To understand building equity, you should get an amortization table of your mortgage. Observe how long it takes for equity to build up over time. The equity is the difference between what you could sell the house at currently and the principal you owe on your original mortgage. Look closely at how slowly…. the principal value of the loan decreases. Many don’t understand this key item, but they really need to understand it!
Like the housing crises, many thought they could sell their homes at higher and higher values. Therefore, they got wrapped up in projecting an increasing value of their home. The expected increasing value leads them to believe the equity will keep going up. This is exactly like the stock market. People pay higher and higher prices when they assume the stock will rise and rise and rise.
Let’s look at interest rates another way. The person/organization loaning the money is willing to give up current spending to achieve more spending power later. After all, they will grow their money by collecting interest. The person/organization borrowing money is willing to give up their future spending to get more now. Eventually, the borrower is going to have to pay more. There is no “free lunch”!

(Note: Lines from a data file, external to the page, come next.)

//! ASN.1 DER encoding of ECDSA signatures.
//!
//! Decoding is strict DER: short-form lengths only, minimal integers, no
//! negative integers and no trailing data. Both components must lie in
//! `[1, n - 1]`.

use super::Signature;
use crate::{arithmetic::Scalar, Error, FieldBytes, Result};
use core::fmt::{self, Debug};
use der::{
    asn1::UintRef, Decode, DecodeValue, Encode, EncodeValue, Header, Length, Reader, Sequence,
    Writer,
};

/// Maximum size of a DER-encoded secp256k1 signature: two 33-byte
/// integers plus three tag/length headers.
pub const MAX_DER_SIGNATURE_SIZE: usize = 72;

/// Size of the smallest well-formed signature, `r = s = 1`.
const MIN_DER_SIGNATURE_SIZE: usize = 8;

/// ASN.1 DER-encoded ECDSA signature.
#[derive(Clone, Copy, Eq, PartialEq)]
pub struct DerSignature {
    /// ASN.1 DER-encoded signature data
    bytes: [u8; MAX_DER_SIGNATURE_SIZE],

    /// Length of the encoding within `bytes`
    len: usize,
}

#[allow(clippy::len_without_is_empty)]
impl DerSignature {
    /// Parse and validate a DER-encoded signature.
    pub fn from_bytes(input: &[u8]) -> Result<Self> {
        decode(input)?;

        let mut bytes = [0u8; MAX_DER_SIGNATURE_SIZE];
        bytes
            .get_mut(..input.len())
            .ok_or(Error::InvalidLength)?
            .copy_from_slice(input);

        Ok(Self {
            bytes,
            len: input.len(),
        })
    }

    /// Encode big endian `r` and `s` scalar components.
    pub(crate) fn from_components(r: &FieldBytes, s: &FieldBytes) -> Result<Self> {
        let sig = SignatureRef {
            r: UintRef::new(r).map_err(|_| Error::InvalidEncoding)?,
            s: UintRef::new(s).map_err(|_| Error::InvalidEncoding)?,
        };

        let mut bytes = [0u8; MAX_DER_SIGNATURE_SIZE];
        let len = sig
            .encode_to_slice(&mut bytes)
            .map_err(|_| Error::InvalidEncoding)?
            .len();

        Ok(Self { bytes, len })
    }

    /// Borrow this signature as a byte slice.
    pub fn as_bytes(&self) -> &[u8] {
        &self.bytes[..self.len]
    }

    /// Get the length of the signature in bytes.
    pub fn len(&self) -> usize {
        self.len
    }
}

impl AsRef<[u8]> for DerSignature {
    fn as_ref(&self) -> &[u8] {
        self.as_bytes()
    }
}

impl Debug for DerSignature {
    fn fmt(&self, f: &mut fmt::Formatter<'_>) -> fmt::Result {
        write!(f, "ecdsa::DerSignature(")?;

        for &byte in self.as_ref() {
            write!(f, "{byte:02X}")?;
        }

        write!(f, ")")
    }
}

impl TryFrom<&[u8]> for DerSignature {
    type Error = Error;

    fn try_from(input: &[u8]) -> Result<Self> {
        Self::from_bytes(input)
    }
}

impl TryFrom<DerSignature> for Signature {
    type Error = Error;

    fn try_from(sig: DerSignature) -> Result<Signature> {
        decode(sig.as_bytes())
    }
}

impl TryFrom<&DerSignature> for Signature {
    type Error = Error;

    fn try_from(sig: &DerSignature) -> Result<Signature> {
        decode(sig.as_bytes())
    }
}

/// Decode a DER signature into its scalar components.
pub(super) fn decode(input: &[u8]) -> Result<Signature> {
    if input.len() < MIN_DER_SIGNATURE_SIZE || input.len() > MAX_DER_SIGNATURE_SIZE {
        return Err(Error::InvalidEncoding);
    }

    let SignatureRef { r, s } = SignatureRef::from_der(input).map_err(|_| Error::InvalidEncoding)?;
    Signature::from_scalars(uint_to_scalar(r)?, uint_to_scalar(s)?)
}

/// Convert a decoded unsigned integer (leading zeros already stripped) to a scalar.
fn uint_to_scalar(uint: UintRef<'_>) -> Result<Scalar> {
    let bytes = uint.as_bytes();
    let mut padded = FieldBytes::default();
    let offset = padded
        .len()
        .checked_sub(bytes.len())
        .ok_or(Error::OutOfRange)?;
    padded[offset..].copy_from_slice(bytes);

    Option::from(Scalar::from_bytes(&padded)).ok_or(Error::OutOfRange)
}

struct SignatureRef<'a> {
    r: UintRef<'a>,
    s: UintRef<'a>,
}

impl EncodeValue for SignatureRef<'_> {
    fn value_len(&self) -> der::Result<Length> {
        self.r.encoded_len()? + self.s.encoded_len()?
    }

    fn encode_value(&self, encoder: &mut impl Writer) -> der::Result<()> {
        self.r.encode(encoder)?;
        self.s.encode(encoder)?;
        Ok(())
    }
}

impl<'a> DecodeValue<'a> for SignatureRef<'a> {
    fn decode_value<R: Reader<'a>>(reader: &mut R, _header: Header) -> der::Result<Self> {
        Ok(Self {
            r: UintRef::decode(reader)?,
            s: UintRef::decode(reader)?,
        })
    }
}

impl<'a> Sequence<'a> for SignatureRef<'a> {}

#[cfg(test)]
mod tests {
    use super::{DerSignature, MAX_DER_SIGNATURE_SIZE};
    use crate::{arithmetic::Scalar, ecdsa::Signature, Error};
    use hex_literal::hex;

    const DER_SIG: [u8; 70] = hex!(
        "30440220484ECE2B365D2B2C2EAD34B518328BBFEF0F4409349EEEC9CB19837B5795A5F5
         022040C4F6901FE489F923C49D4104554FD08595EAF864137F87DADDD0E3619B0605"
    );

    const COMPACT_SIG: [u8; 64] = hex!(
        "484ECE2B365D2B2C2EAD34B518328BBFEF0F4409349EEEC9CB19837B5795A5F5
         40C4F6901FE489F923C49D4104554FD08595EAF864137F87DADDD0E3619B0605"
    );

    #[test]
    fn parse_known_signature() {
        let sig = Signature::from_der(&DER_SIG).unwrap();
        assert_eq!(sig.to_bytes(), COMPACT_SIG);

        let der = sig.to_der().unwrap();
        assert_eq!(der.as_bytes(), &DER_SIG[..]);
        assert_eq!(der.len(), 70);
    }

    #[test]
    fn high_bit_components_get_a_zero_byte() {
        let sig = Signature::from_bytes(&hex!(
            "f30554e5747ba9efa51894844256975f02bfeea8e3e0b9d1e037eac04d83b58b
             3553a895b4671ac8802c948a4e4f22cc1f84be17337db267e3ad637bd5ff0d6c"
        ))
        .unwrap();

        let der = sig.to_der().unwrap();
        assert_eq!(
            der.as_bytes(),
            &hex!(
                "3045022100f30554e5747ba9efa51894844256975f02bfeea8e3e0b9d1e037eac04d83b58b
                 02203553a895b4671ac8802c948a4e4f22cc1f84be17337db267e3ad637bd5ff0d6c"
            )[..]
        );
        assert_eq!(Signature::from_der(der.as_bytes()).unwrap(), sig);
        assert_eq!(DerSignature::from_bytes(der.as_bytes()).unwrap(), der);
    }

    #[test]
    fn largest_and_smallest_encodings() {
        let n_minus_one = -Scalar::ONE;
        let max = Signature::from_scalars(n_minus_one, n_minus_one).unwrap();
        let der = max.to_der().unwrap();
        assert_eq!(der.len(), MAX_DER_SIGNATURE_SIZE);
        assert_eq!(Signature::from_der(der.as_bytes()).unwrap(), max);

        let min = Signature::from_scalars(Scalar::ONE, Scalar::ONE).unwrap();
        let der = min.to_der().unwrap();
        assert_eq!(der.as_bytes(), &hex!("3006020101020101")[..]);
        assert_eq!(Signature::try_from(&der).unwrap(), min);
        assert_eq!(Signature::from_der(der.as_bytes()).unwrap(), min);
    }

    #[test]
    fn rejects_truncated_input() {
        assert_eq!(Signature::from_der(&[]), Err(Error::InvalidEncoding));
        assert_eq!(Signature::from_der(&[0x00]), Err(Error::InvalidEncoding));
        assert!(DerSignature::from_bytes(&[0x00]).is_err());

        for len in 0..DER_SIG.len() {
            assert!(Signature::from_der(&DER_SIG[..len]).is_err());
        }
    }

    #[test]
    fn rejects_trailing_data() {
        let mut bytes = [0u8; 71];
        bytes[..70].copy_from_slice(&DER_SIG);
        assert_eq!(Signature::from_der(&bytes), Err(Error::InvalidEncoding));
    }

    #[test]
    fn rejects_non_minimal_integers() {
        // r = 0x00 0x01
        assert_eq!(
            Signature::from_der(&hex!("300702020001020101")),
            Err(Error::InvalidEncoding)
        );
        // negative s
        assert_eq!(
            Signature::from_der(&hex!("3006020101020181")),
            Err(Error::InvalidEncoding)
        );
    }

    #[test]
    fn rejects_long_form_length() {
        assert_eq!(
            Signature::from_der(&hex!("308106020101020101")),
            Err(Error::InvalidEncoding)
        );
    }

    #[test]
    fn rejects_out_of_range_components() {
        // r = 0
        assert_eq!(
            Signature::from_der(&hex!("3006020100020101")),
            Err(Error::OutOfRange)
        );

        // s = n
        assert_eq!(
            Signature::from_der(&hex!(
                "3026020101022100FFFFFFFFFFFFFFFFFFFFFFFFFFFFFFFEBAAEDCE6AF48A03BBFD25E8CD0364141"
            )),
            Err(Error::OutOfRange)
        );
    }
}
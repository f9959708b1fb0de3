//! Deterministic nonce derivation as described in RFC 6979.
//!
//! <https://datatracker.ietf.org/doc/html/rfc6979#section-3.2>

use crate::{arithmetic::Scalar, FieldBytes};
use elliptic_curve::zeroize::Zeroize;
use rfc6979::HmacDrbg;
use sha2::Sha256;

/// Maximum number of nonce candidates drawn for a single signature before
/// signing gives up with [`Error::RetryExhausted`](crate::Error::RetryExhausted).
///
/// A candidate is rejected when it is zero or not below n, or when it yields
/// `r = 0` or `s = 0`; each happens with probability below 2^-127.
pub const MAX_NONCE_ATTEMPTS: usize = 16;

/// Stream of RFC 6979 nonce candidates over HMAC-DRBG-SHA-256.
///
/// Seeded with the secret key, the digest reduced mod n and optional extra
/// entropy (the "additional data" of RFC 6979 § 3.6). Yields `None` for
/// candidates outside `[1, n - 1]`.
pub(crate) struct NonceGenerator {
    drbg: HmacDrbg<Sha256>,
}

impl NonceGenerator {
    pub(crate) fn new(secret: &Scalar, digest: &Scalar, extra_entropy: &[u8]) -> Self {
        let mut secret_bytes = secret.to_bytes();
        let drbg = HmacDrbg::new(&secret_bytes, &digest.to_bytes(), extra_entropy);
        secret_bytes.zeroize();
        Self { drbg }
    }
}

impl Iterator for NonceGenerator {
    type Item = Option<Scalar>;

    fn next(&mut self) -> Option<Option<Scalar>> {
        let mut bytes = FieldBytes::default();
        self.drbg.fill_bytes(&mut bytes);
        let candidate = Option::<Scalar>::from(Scalar::from_bytes(&bytes));
        bytes.zeroize();

        Some(candidate.filter(|k| !bool::from(k.is_zero())))
    }
}
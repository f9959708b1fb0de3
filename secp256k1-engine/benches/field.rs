//! secp256k1 field element benchmarks

use criterion::{criterion_group, criterion_main, measurement::Measurement, BenchmarkGroup, Criterion};
use hex_literal::hex;
use secp256k1_engine::FieldElement;
use std::hint::black_box;

fn test_field_element_x() -> FieldElement {
    FieldElement::from_bytes(&hex!(
        "bb488aef416a41d7680d1cf01d70f59b60d7f5f77e30e78b8bf9d2d882f156a6"
    ))
    .unwrap()
}

fn test_field_element_y() -> FieldElement {
    FieldElement::from_bytes(&hex!(
        "67e2f68071ed8281e8aed6bcf1c5207c5e633722d920afd6ae22d06eeb8035e3"
    ))
    .unwrap()
}

fn bench_field_element_add<M: Measurement>(group: &mut BenchmarkGroup<'_, M>) {
    let x = test_field_element_x();
    let y = test_field_element_y();
    group.bench_function("add", |b| b.iter(|| black_box(x).add(&black_box(y))));
}

fn bench_field_element_mul<M: Measurement>(group: &mut BenchmarkGroup<'_, M>) {
    let x = test_field_element_x();
    let y = test_field_element_y();
    group.bench_function("mul", |b| b.iter(|| black_box(x).mul(&black_box(y))));
}

fn bench_field_element_square<M: Measurement>(group: &mut BenchmarkGroup<'_, M>) {
    let x = test_field_element_x();
    group.bench_function("square", |b| b.iter(|| black_box(x).square()));
}

fn bench_field_element_sqrt<M: Measurement>(group: &mut BenchmarkGroup<'_, M>) {
    let x = test_field_element_x();
    group.bench_function("sqrt", |b| b.iter(|| black_box(x).sqrt()));
}

fn bench_field_element_invert<M: Measurement>(group: &mut BenchmarkGroup<'_, M>) {
    let x = test_field_element_x();
    group.bench_function("invert", |b| b.iter(|| black_box(x).invert()));
}

fn bench_field_element(c: &mut Criterion) {
    let mut group = c.benchmark_group("field element operations");
    bench_field_element_add(&mut group);
    bench_field_element_mul(&mut group);
    bench_field_element_square(&mut group);
    bench_field_element_invert(&mut group);
    bench_field_element_sqrt(&mut group);
    group.finish();
}

criterion_group!(benches, bench_field_element);
criterion_main!(benches);
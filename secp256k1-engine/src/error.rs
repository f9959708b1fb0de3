//! Error type

use core::fmt::{self, Display};

/// Result type with the crate's [`Error`] type.
pub type Result<T> = core::result::Result<T, Error>;

/// secp256k1 engine errors
#[derive(Copy, Clone, Debug, Eq, PartialEq)]
#[non_exhaustive]
pub enum Error {
    /// A buffer had the wrong length for its encoding.
    InvalidLength,

    /// Bytes were malformed for their encoding (bad SEC1 tag, bad DER structure,
    /// bad recovery id).
    InvalidEncoding,

    /// An integer was outside its permitted range, e.g. a zero secret key or a
    /// scalar or coordinate not below its modulus.
    OutOfRange,

    /// A point does not satisfy the curve equation.
    NotOnCurve,

    /// An operation produced the point at infinity where a point was required.
    InfinityResult,

    /// Nonce generation did not find a usable value within the attempt limit.
    RetryExhausted,

    /// The ECDH finalization function declined to produce output.
    FinalizeRejected,
}

impl Display for Error {
    fn fmt(&self, f: &mut fmt::Formatter<'_>) -> fmt::Result {
        f.write_str(match self {
            Error::InvalidLength => "invalid length",
            Error::InvalidEncoding => "invalid encoding",
            Error::OutOfRange => "value out of range",
            Error::NotOnCurve => "point is not on the curve",
            Error::InfinityResult => "result is the point at infinity",
            Error::RetryExhausted => "nonce generation retries exhausted",
            Error::FinalizeRejected => "shared secret finalization rejected",
        })
    }
}

#[cfg(feature = "std")]
impl std::error::Error for Error {}

#[cfg(feature = "ecdsa")]
impl From<Error> for signature::Error {
    #[cfg(feature = "std")]
    fn from(err: Error) -> signature::Error {
        signature::Error::from_source(err)
    }

    #[cfg(not(feature = "std"))]
    fn from(_err: Error) -> signature::Error {
        signature::Error::new()
    }
}
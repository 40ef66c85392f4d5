use crate::error::{AppError, AppResult};
use crate::models::{promotion::validate_belt_progression, Belt, Member, Promotion, PromotionStatus};
use crate::repositories::{
    AttendanceRepository, MemberAttendanceStats, MemberRepository, PromotionHistoryEntry,
    PromotionRepository,
};
use crate::services::NotificationService;
use chrono::{Datelike, NaiveDate, Utc};
use serde::{Deserialize, Serialize};
use std::sync::Arc;
use tracing::info;
use uuid::Uuid;

/// One requested promotion in a bulk operation
#[derive(Debug, Clone, Deserialize)]
pub struct PromotionRequest {
    pub member_id: Uuid,
    pub to_belt: String,
    pub promotion_date: Option<NaiveDate>,
    pub instructor: String,
    pub notes: Option<String>,
}

/// Per-item outcome of a bulk promotion
#[derive(Debug, Serialize)]
pub struct BulkPromotionResult {
    pub member_id: Uuid,
    pub status: String,
    #[serde(skip_serializing_if = "Option::is_none")]
    pub promotion_id: Option<Uuid>,
    #[serde(skip_serializing_if = "Option::is_none")]
    pub error: Option<String>,
}

/// Eligibility report for a member's next promotion
#[derive(Debug, Serialize)]
pub struct EligibilityReport {
    pub eligible: bool,
    pub reasons: Vec<String>,
    pub current_belt: String,
    pub next_belt: Option<String>,
    pub time_in_belt_months: i64,
    pub attendance_stats: MemberAttendanceStats,
    pub requirements: Option<crate::models::BeltRequirements>,
}

/// Belt statistics rollup
#[derive(Debug, Serialize)]
pub struct BeltStatistics {
    pub belt_distribution: Vec<serde_json::Value>,
    pub promotions_this_year: Vec<serde_json::Value>,
    pub avg_promotion_time: Vec<serde_json::Value>,
}

/// Service enforcing the belt-progression state machine
pub struct PromotionService {
    promotion_repo: Arc<PromotionRepository>,
    member_repo: Arc<MemberRepository>,
    attendance_repo: Arc<AttendanceRepository>,
    notifications: Arc<NotificationService>,
}

impl PromotionService {
    pub fn new(
        promotion_repo: Arc<PromotionRepository>,
        member_repo: Arc<MemberRepository>,
        attendance_repo: Arc<AttendanceRepository>,
        notifications: Arc<NotificationService>,
    ) -> Self {
        Self {
            promotion_repo,
            member_repo,
            attendance_repo,
            notifications,
        }
    }

    /// Promote a member one belt forward. Validates the transition against
    /// the belt order, records the promotion, advances the member's rank and
    /// sends a best-effort congratulations note.
    pub async fn promote(&self, request: PromotionRequest) -> AppResult<Promotion> {
        let member = self.require_member(request.member_id).await?;
        let today = Utc::now().date_naive();
        let promotion_date = request.promotion_date.unwrap_or(today);

        if promotion_date > today {
            return Err(AppError::Validation(
                "Promotion date cannot be in the future".to_string(),
            ));
        }

        let from_belt = Belt::from_str(&member.current_belt).map_err(AppError::Validation)?;
        let to_belt = Belt::from_str(&request.to_belt).map_err(AppError::Validation)?;

        validate_belt_progression(from_belt, to_belt).map_err(AppError::Validation)?;

        // Whole months spent in the outgoing belt
        let held_since = member.belt_promotion_date.unwrap_or(member.join_date);
        let time_in_belt = ((promotion_date - held_since).num_days() / 30).max(0);

        let promotion = self
            .promotion_repo
            .create(
                member.id,
                from_belt.as_str(),
                to_belt.as_str(),
                promotion_date,
                &request.instructor,
                request.notes.as_deref(),
                time_in_belt,
            )
            .await
            .map_err(AppError::from)?;

        self.member_repo
            .update_belt(member.id, to_belt.as_str(), Some(promotion_date))
            .await
            .map_err(AppError::from)?;

        info!(
            "Promoted {} from {} to {}",
            member.member_name, from_belt, to_belt
        );

        self.notifications
            .send(
                member.email.as_deref(),
                "belt_promotion_congratulations",
                vec![
                    ("member_name", member.member_name.clone()),
                    ("from_belt", from_belt.as_str().to_string()),
                    ("to_belt", to_belt.as_str().to_string()),
                    ("promotion_date", promotion_date.to_string()),
                    ("instructor", request.instructor.clone()),
                    ("notes", request.notes.clone().unwrap_or_default()),
                ],
            )
            .await;

        Ok(promotion)
    }

    /// Cancel an approved promotion and restore the member's prior belt
    /// state. The record itself stays, flipped to cancelled.
    pub async fn cancel(&self, promotion_id: Uuid) -> AppResult<Promotion> {
        let promotion = self
            .promotion_repo
            .find_by_id(promotion_id)
            .await
            .map_err(AppError::from)?
            .ok_or_else(|| AppError::NotFound(format!("Promotion {} not found", promotion_id)))?;

        if promotion.status != PromotionStatus::Approved.as_str() {
            return Err(AppError::BusinessLogic(
                "Only approved promotions can be cancelled".to_string(),
            ));
        }

        self.promotion_repo
            .set_status(promotion_id, PromotionStatus::Cancelled.as_str())
            .await
            .map_err(AppError::from)?;

        // Belt falls back to the record's from-belt; the promotion date
        // falls back to the previous approved promotion, or clears.
        let previous = self
            .promotion_repo
            .find_latest_approved_before(promotion.member_id, promotion.promotion_date)
            .await
            .map_err(AppError::from)?;

        self.member_repo
            .update_belt(
                promotion.member_id,
                &promotion.from_belt,
                previous.map(|p| p.promotion_date),
            )
            .await
            .map_err(AppError::from)?;

        info!(
            "Cancelled promotion {} for member {}",
            promotion_id, promotion.member_id
        );

        self.promotion_repo
            .find_by_id(promotion_id)
            .await
            .map_err(AppError::from)?
            .ok_or_else(|| AppError::NotFound(format!("Promotion {} not found", promotion_id)))
    }

    /// Mark the certificate for an approved promotion as issued
    pub async fn issue_certificate(&self, promotion_id: Uuid) -> AppResult<Promotion> {
        let promotion = self
            .promotion_repo
            .find_by_id(promotion_id)
            .await
            .map_err(AppError::from)?
            .ok_or_else(|| AppError::NotFound(format!("Promotion {} not found", promotion_id)))?;

        if promotion.status != PromotionStatus::Approved.as_str() {
            return Err(AppError::BusinessLogic(
                "Certificates can only be issued for approved promotions".to_string(),
            ));
        }

        self.promotion_repo
            .set_certificate_issued(promotion_id)
            .await
            .map_err(AppError::from)?;

        self.promotion_repo
            .find_by_id(promotion_id)
            .await
            .map_err(AppError::from)?
            .ok_or_else(|| AppError::NotFound(format!("Promotion {} not found", promotion_id)))
    }

    /// Eligibility check combining time in belt, classes attended and
    /// attendance rate. All three must pass.
    pub async fn eligibility(&self, member_id: Uuid) -> AppResult<EligibilityReport> {
        let member = self.require_member(member_id).await?;
        let today = Utc::now().date_naive();

        let current_belt = Belt::from_str(&member.current_belt).map_err(AppError::Validation)?;
        let time_in_belt = member.months_in_current_belt(today);

        let attendance_stats = self
            .attendance_repo
            .member_stats(member_id)
            .await
            .map_err(AppError::from)?;

        let requirements = match current_belt.requirements() {
            Some(req) => req,
            None => {
                return Ok(EligibilityReport {
                    eligible: false,
                    reasons: vec![format!(
                        "No promotion requirements defined beyond {} belt",
                        current_belt
                    )],
                    current_belt: current_belt.as_str().to_string(),
                    next_belt: current_belt.next().map(|b| b.as_str().to_string()),
                    time_in_belt_months: time_in_belt,
                    attendance_stats,
                    requirements: None,
                });
            }
        };

        let mut eligible = true;
        let mut reasons = Vec::new();

        if time_in_belt < requirements.min_time_months {
            eligible = false;
            reasons.push(format!(
                "Minimum time requirement not met ({} months, need {})",
                time_in_belt, requirements.min_time_months
            ));
        }

        if attendance_stats.total_classes < requirements.min_classes {
            eligible = false;
            reasons.push(format!(
                "Minimum class attendance not met ({} classes, need {})",
                attendance_stats.total_classes, requirements.min_classes
            ));
        }

        if attendance_stats.attendance_rate < requirements.min_attendance_rate {
            eligible = false;
            reasons.push(format!(
                "Attendance rate too low ({:.1}%, need {}%)",
                attendance_stats.attendance_rate, requirements.min_attendance_rate
            ));
        }

        Ok(EligibilityReport {
            eligible,
            reasons,
            current_belt: current_belt.as_str().to_string(),
            next_belt: Some(requirements.next_belt.as_str().to_string()),
            time_in_belt_months: time_in_belt,
            attendance_stats,
            requirements: Some(requirements),
        })
    }

    /// Promote several members, collecting per-item outcomes instead of
    /// aborting on the first failure.
    pub async fn bulk_promote(
        &self,
        requests: Vec<PromotionRequest>,
    ) -> Vec<BulkPromotionResult> {
        let mut results = Vec::with_capacity(requests.len());

        for request in requests {
            let member_id = request.member_id;
            match self.promote(request).await {
                Ok(promotion) => results.push(BulkPromotionResult {
                    member_id,
                    status: "success".to_string(),
                    promotion_id: Some(promotion.id),
                    error: None,
                }),
                Err(e) => results.push(BulkPromotionResult {
                    member_id,
                    status: "error".to_string(),
                    promotion_id: None,
                    error: Some(e.to_string()),
                }),
            }
        }

        results
    }

    /// Approved promotion history, optionally for one member
    pub async fn history(
        &self,
        member_id: Option<Uuid>,
        limit: i64,
    ) -> AppResult<Vec<PromotionHistoryEntry>> {
        self.promotion_repo
            .find_history(member_id, limit)
            .await
            .map_err(AppError::from)
    }

    /// Belt distribution plus promotion cadence statistics
    pub async fn statistics(&self) -> AppResult<BeltStatistics> {
        let belt_distribution = self
            .member_repo
            .belt_distribution()
            .await
            .map_err(AppError::from)?
            .into_iter()
            .map(|(belt, count)| serde_json::json!({ "current_belt": belt, "count": count }))
            .collect();

        let year = Utc::now().date_naive().year();
        let promotions_this_year = self
            .promotion_repo
            .counts_by_month(year)
            .await
            .map_err(AppError::from)?
            .into_iter()
            .map(|row| {
                serde_json::json!({
                    "to_belt": row.to_belt,
                    "month": row.month,
                    "count": row.count,
                })
            })
            .collect();

        let avg_promotion_time = self
            .promotion_repo
            .average_time_by_belt()
            .await
            .map_err(AppError::from)?
            .into_iter()
            .map(|row| {
                serde_json::json!({
                    "to_belt": row.to_belt,
                    "avg_months": row.avg_months,
                })
            })
            .collect();

        Ok(BeltStatistics {
            belt_distribution,
            promotions_this_year,
            avg_promotion_time,
        })
    }

    async fn require_member(&self, member_id: Uuid) -> AppResult<Member> {
        self.member_repo
            .find_by_id(member_id)
            .await
            .map_err(AppError::from)?
            .ok_or_else(|| AppError::NotFound(format!("Member {} not found", member_id)))
    }
}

The amount of money you will have to pay “later” on a home equity loan will grow. So, be prepared for that eventuality.
Ultimately, you have to ask yourself - Do you have to have this money now or do you just “want” to have it now? You have to make this determination, but, be assured, you will be paying for it in the future. Since you clearly don’t have the money now, are you going to have it in the future? Many will chose, just like home prices in the great recession, to project higher income levels to meet those higher future expenses. This is exactly what so many people did during the housing crises!